**The problem**:
Take the entries below and print only the lines from the one with "async fn admin_recovers_funded_pool()" through the one with "t.ctl.deposit(pool.id, &a, Amount::new(40)).await.unwrap();", exactly as they stand, both ends included.

**Record set**:
<<<<

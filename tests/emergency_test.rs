use deadpool_engine::db::{init_db, RefundStatus};
use deadpool_engine::domain::{Address, Amount, EngineEvent, PoolStatus, Timestamp};
use deadpool_engine::engine::ManualClock;
use deadpool_engine::external::{MockCustody, MockExchange, MockPayouts, MockRandomness};
use deadpool_engine::{Collaborators, EngineError, LifecycleController, PoolPolicy, Registry};
use std::str::FromStr;
use std::sync::Arc;
use tempfile::TempDir;

fn addr(n: u8) -> Address {
    Address::from_str(&format!("0x{}", hex::encode([n; 20]))).unwrap()
}

const ADMIN: u8 = 1;
const TOKEN: u8 = 8;

struct TestEngine {
    ctl: LifecycleController,
    repo: Arc<deadpool_engine::Repository>,
    clock: Arc<ManualClock>,
    custody: Arc<MockCustody>,
    ledger: sqlx::SqlitePool,
    _temp: TempDir,
}

async fn setup() -> TestEngine {
    let temp_dir = TempDir::new().unwrap();
    let db_path = temp_dir
        .path()
        .join("test.db")
        .to_string_lossy()
        .to_string();
    let ledger = init_db(&db_path).await.expect("init_db failed");
    let repo = Arc::new(deadpool_engine::Repository::new(ledger.clone()));
    let clock = Arc::new(ManualClock::new(Timestamp::new(0)));
    let registry = Arc::new(
        Registry::configure(repo.clone(), clock.clone(), addr(ADMIN), None, addr(3), 1000)
            .await
            .unwrap(),
    );
    let custody = Arc::new(MockCustody::new());
    let collaborators = Collaborators {
        exchange: Arc::new(MockExchange::new()),
        payouts: Arc::new(MockPayouts::new()),
        custody: custody.clone(),
        randomness: Arc::new(MockRandomness::default()),
    };
    let ctl = LifecycleController::new(
        repo.clone(),
        registry,
        collaborators,
        clock.clone(),
        PoolPolicy::default(),
    );
    TestEngine {
        ctl,
        repo,
        clock,
        custody,
        ledger,
        _temp: temp_dir,
    }
}

#[tokio::test]
async fn admin_recovers_funded_pool() {
    let t = setup().await;
    let a = addr(10);
    let b = addr(11);
    let pool = t.ctl.create_pool(&addr(7), &addr(TOKEN), 3600).await.unwrap();
    t.ctl.deposit(pool.id, &a, Amount::new(40)).await.unwrap();
    t.ctl.deposit(pool.id, &b, Amount::new(60)).await.unwrap();
    t.ctl.deposit(pool.id, &a, Amount::new(10)).await.unwrap();

    let report = t.ctl.emergency_withdraw(pool.id, &addr(ADMIN)).await.unwrap();
    assert_eq!(report.amount_returned, Amount::new(110));
    assert_eq!(report.released.len(), 2);
    assert!(report.pending.is_empty());

    assert_eq!(t.custody.released_to(&a), Amount::new(50));
    assert_eq!(t.custody.released_to(&b), Amount::new(60));

    let stored = t.ctl.get_pool(pool.id).await.unwrap();
    assert_eq!(stored.status(), PoolStatus::Cancelled);
    assert!(t
        .repo
        .get_refunds(pool.id)
        .await
        .unwrap()
        .iter()
        .all(|r| r.status == RefundStatus::Released));

    let events = t.repo.query_events(Some(pool.id)).await.unwrap();
    assert_eq!(
        events.last(),
        Some(&EngineEvent::EmergencyWithdraw {
            pool_id: pool.id,
            admin: addr(ADMIN),
            amount_returned: Amount::new(110),
        })
    );
}

#[tokio::test]
async fn emergency_ignores_deadline() {
    let t = setup().await;
    let pool = t.ctl.create_pool(&addr(7), &addr(TOKEN), 3600).await.unwrap();
    t.ctl.deposit(pool.id, &addr(10), Amount::new(5)).await.unwrap();
    t.clock.set(Timestamp::new(100_000));

    let report = t.ctl.emergency_withdraw(pool.id, &addr(ADMIN)).await.unwrap();
    assert_eq!(report.amount_returned, Amount::new(5));
    assert!(matches!(
        t.ctl.finalize_pool(pool.id, &addr(10)).await,
        Err(EngineError::AlreadyClosed(_))
    ));
}

#[tokio::test]
async fn non_admin_cannot_force_cancel() {
    let t = setup().await;
    let pool = t.ctl.create_pool(&addr(7), &addr(TOKEN), 3600).await.unwrap();
    t.ctl.deposit(pool.id, &addr(10), Amount::new(5)).await.unwrap();

    assert!(matches!(
        t.ctl.emergency_withdraw(pool.id, &addr(7)).await,
        Err(EngineError::Unauthorized)
    ));
    let stored = t.ctl.get_pool(pool.id).await.unwrap();
    assert_eq!(stored.status(), PoolStatus::Open);
    assert!(t.repo.get_refunds(pool.id).await.unwrap().is_empty());
}

#[tokio::test]
async fn failed_release_stays_pending_until_retried() {
    let t = setup().await;
    let a = addr(10);
    let b = addr(11);
    let pool = t.ctl.create_pool(&addr(7), &addr(TOKEN), 3600).await.unwrap();
    t.ctl.deposit(pool.id, &a, Amount::new(1)).await.unwrap();
    t.ctl.deposit(pool.id, &b, Amount::new(2)).await.unwrap();
    t.custody.fail_release_to(&b);

    let report = t.ctl.emergency_withdraw(pool.id, &addr(ADMIN)).await.unwrap();
    assert_eq!(report.released, vec![a.clone()]);
    assert_eq!(report.pending, vec![b.clone()]);
    // The pool is cancelled even though one refund is outstanding.
    assert!(t.ctl.get_pool(pool.id).await.unwrap().cancelled);

    assert!(matches!(
        t.ctl.retry_pending_refunds(pool.id, &a).await,
        Err(EngineError::Unauthorized)
    ));

    t.custody.clear_failures();
    let retry = t.ctl.retry_pending_refunds(pool.id, &addr(ADMIN)).await.unwrap();
    assert_eq!(retry.released, vec![b.clone()]);
    assert_eq!(retry.amount_returned, Amount::new(2));
    assert!(retry.pending.is_empty());

    assert_eq!(t.custody.released_to(&a), Amount::new(1));
    assert_eq!(t.custody.released_to(&b), Amount::new(2));

    let again = t.ctl.retry_pending_refunds(pool.id, &addr(ADMIN)).await.unwrap();
    assert!(again.released.is_empty());
    assert_eq!(again.amount_returned, Amount::ZERO);
}

#[tokio::test]
async fn empty_pool_emergency_returns_nothing() {
    let t = setup().await;
    let pool = t.ctl.create_pool(&addr(7), &addr(TOKEN), 3600).await.unwrap();

    let report = t.ctl.emergency_withdraw(pool.id, &addr(ADMIN)).await.unwrap();
    assert_eq!(report.amount_returned, Amount::ZERO);
    assert!(report.released.is_empty());
    assert!(t.ctl.get_pool(pool.id).await.unwrap().cancelled);
}

#[tokio::test]
async fn unrecorded_releases_are_not_repeated() {
    let t = setup().await;
    let a = addr(10);
    let b = addr(11);
    let pool = t.ctl.create_pool(&addr(7), &addr(TOKEN), 3600).await.unwrap();
    t.ctl.deposit(pool.id, &a, Amount::new(3)).await.unwrap();
    t.ctl.deposit(pool.id, &b, Amount::new(4)).await.unwrap();
    sqlx::query(
        "CREATE TRIGGER reject_released BEFORE UPDATE OF status ON refunds \
         WHEN NEW.status = 'released' BEGIN SELECT RAISE(ABORT, 'ledger unavailable'); END",
    )
    .execute(&t.ledger)
    .await
    .unwrap();

    let report = t.ctl.emergency_withdraw(pool.id, &addr(ADMIN)).await.unwrap();
    assert!(report.released.is_empty());
    assert_eq!(report.unrecorded, vec![a.clone(), b.clone()]);
    assert_eq!(t.custody.released_to(&a), Amount::new(3));
    assert_eq!(t.custody.released_to(&b), Amount::new(4));
    assert!(t
        .repo
        .get_refunds(pool.id)
        .await
        .unwrap()
        .iter()
        .all(|r| r.status == RefundStatus::InFlight));

    sqlx::query("DROP TRIGGER reject_released")
        .execute(&t.ledger)
        .await
        .unwrap();
    let retry = t.ctl.retry_pending_refunds(pool.id, &addr(ADMIN)).await.unwrap();
    assert!(retry.released.is_empty());
    assert_eq!(retry.amount_returned, Amount::ZERO);
    assert_eq!(t.custody.released_to(&a), Amount::new(3));
    assert_eq!(t.custody.released_to(&b), Amount::new(4));
}
//! Collaborators the engine depends on but does not own: token custody, the
//! exchange, reward payouts, and randomness.

use crate::domain::{Address, Amount, PoolId};
use async_trait::async_trait;
use std::fmt;
use thiserror::Error;

pub mod gateway;
pub mod mock;
pub mod randomness;

pub use gateway::HttpGateway;
pub use mock::{MockCustody, MockExchange, MockPayouts, MockRandomness};
pub use randomness::{BeaconRandomness, LocalRandomness};

/// Parameters of a token-to-reward swap.
#[derive(Debug, Clone, PartialEq, Eq)]
pub struct SwapRequest {
    /// Idempotency key: a retried finalize swaps under the same pool id.
    pub pool_id: PoolId,
    /// Exchange-service reference from the global configuration.
    pub exchange: Address,
    pub token: Address,
    pub amount: Amount,
}

/// Converts pooled tokens into the reward currency.
///
/// Implementations must return within a bounded time; the engine additionally
/// wraps each call in a timeout.
#[async_trait]
pub trait ExchangeService: Send + Sync + fmt::Debug {
    /// Swap `amount` of `token` and return the reward amount received.
    async fn swap(&self, request: &SwapRequest) -> Result<Amount, ExternalError>;
}

/// One reward transfer.
#[derive(Debug, Clone, PartialEq, Eq)]
pub struct TransferRequest {
    /// Stable per pool and payee, e.g. `payout:7:treasury`.
    pub idempotency_key: String,
    pub recipient: Address,
    pub amount: Amount,
}

impl TransferRequest {
    pub fn treasury(pool_id: PoolId, recipient: Address, amount: Amount) -> Self {
        Self {
            idempotency_key: format!("payout:{}:treasury", pool_id),
            recipient,
            amount,
        }
    }

    pub fn winner(pool_id: PoolId, recipient: Address, amount: Amount) -> Self {
        Self {
            idempotency_key: format!("payout:{}:winner:{}", pool_id, recipient),
            recipient,
            amount,
        }
    }
}

/// Proof of an executed reward transfer, used to reverse it.
#[derive(Debug, Clone, PartialEq, Eq)]
pub struct TransferReceipt {
    pub id: String,
    pub idempotency_key: String,
    pub recipient: Address,
    pub amount: Amount,
}

/// Pushes reward currency to recipients.
///
/// While a transfer is in effect, a second request under the same
/// idempotency key returns the original receipt instead of paying again.
/// Once reversed, the key may be used for a fresh transfer.
#[async_trait]
pub trait PayoutService: Send + Sync + fmt::Debug {
    async fn transfer(&self, request: &TransferRequest) -> Result<TransferReceipt, ExternalError>;

    /// Undo a transfer made earlier in the same settlement.
    async fn reverse(&self, receipt: &TransferReceipt) -> Result<(), ExternalError>;
}

/// Moves deposited tokens in and out of engine custody.
#[async_trait]
pub trait TokenCustody: Send + Sync + fmt::Debug {
    /// Take `amount` of `token` from `from` into custody.
    async fn pull(&self, token: &Address, from: &Address, amount: Amount)
        -> Result<(), ExternalError>;

    /// Return `amount` of `token` from custody to `to`.
    async fn release(&self, token: &Address, to: &Address, amount: Amount)
        -> Result<(), ExternalError>;
}

/// Opaque seed for winner selection plus a label describing where it came from.
#[derive(Debug, Clone, PartialEq, Eq)]
pub struct Seed {
    pub bytes: [u8; 32],
    pub provenance: String,
}

impl Seed {
    pub fn to_hex(&self) -> String {
        hex::encode(self.bytes)
    }
}

/// Source of unpredictable seeds, consulted once per finalization.
#[async_trait]
pub trait RandomnessSource: Send + Sync + fmt::Debug {
    async fn seed(&self, pool_id: PoolId) -> Result<Seed, ExternalError>;
}

/// Error type for collaborator calls.
#[derive(Debug, Clone, Error)]
pub enum ExternalError {
    /// Network error (e.g., connection timeout, DNS failure)
    #[error("Network error: {0}")]
    NetworkError(String),
    /// HTTP error (e.g., 429 rate limit, 5xx server error)
    #[error("HTTP error {status}: {message}")]
    HttpError { status: u16, message: String },
    /// Parsing error (invalid JSON or malformed response)
    #[error("Parse error: {0}")]
    ParseError(String),
    #[error("Rate limited")]
    RateLimited,
    /// The collaborator refused the request (liquidity, slippage, balance)
    #[error("Rejected: {0}")]
    Rejected(String),
    /// No answer within the allotted time
    #[error("Timed out after {0}ms")]
    Timeout(u64),
}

>>>>

**Your solution**:
async fn admin_recovers_funded_pool() {
    let t = setup().await;
    let a = addr(10);
    let b = addr(11);
    let pool = t.ctl.create_pool(&addr(7), &addr(TOKEN), 3600).await.unwrap();
    t.ctl.deposit(pool.id, &a, Amount::new(40)).await.unwrap();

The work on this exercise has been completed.